YOUR OBJECTIVE » The word "expected" may appear in some lines of the data; copy every such line.

Stored items
====================

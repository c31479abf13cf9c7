//! Record-shaped types: structural records, arrays, and the builtin
//! property tables of String and Array.
//!
//! Property maps are keyed by name, so a property means the same thing
//! across structurally rebuilt record instances. All mutating operations are
//! copy-on-write and preserve the receiver's id.

use crate::types::{Type, TypeId};
use indexmap::IndexMap;
use jsinfer_binder::Symbol;
use jsinfer_common::{Atom, intern};
use once_cell::sync::Lazy;
use rustc_hash::FxBuildHasher;

/// Property-name to type map. Ordering is insertion order and irrelevant for
/// equality.
pub type PropertyMap = IndexMap<Atom, Type, FxBuildHasher>;

/// A structural record: a set of uniquely named, typed properties.
#[derive(Debug)]
pub struct RecordType {
    pub id: TypeId,
    pub properties: PropertyMap,
}

impl RecordType {
    pub fn new(properties: impl IntoIterator<Item = (Atom, Type)>) -> Self {
        Self {
            id: TypeId::fresh(),
            properties: properties.into_iter().collect(),
        }
    }

    pub fn with_properties_and_id(&self, properties: PropertyMap, id: TypeId) -> Self {
        Self { id, properties }
    }

    /// Width+depth subtyping: `other` is a subtype if every property of
    /// `self` exists on `other` with a subtype-compatible type.
    pub(crate) fn is_record_sub_type(&self, other: &RecordType) -> bool {
        self.properties.iter().all(|(name, expected)| {
            other
                .properties
                .get(name)
                .is_some_and(|actual| expected.is_sub_type(actual))
        })
    }

    /// Substitute inside every property type; `None` when nothing changed.
    pub(crate) fn substitute_properties(&self, old: &Type, new: &Type) -> Option<PropertyMap> {
        let mut changed = false;
        let substituted: PropertyMap = self
            .properties
            .iter()
            .map(|(name, ty)| {
                let next = ty.substitute(old, new);
                if !next.equals(ty) {
                    changed = true;
                }
                (*name, next)
            })
            .collect();
        changed.then_some(substituted)
    }
}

====================

ANSWER SPACE »
        self.properties.iter().all(|(name, expected)| {
                .is_some_and(|actual| expected.is_sub_type(actual))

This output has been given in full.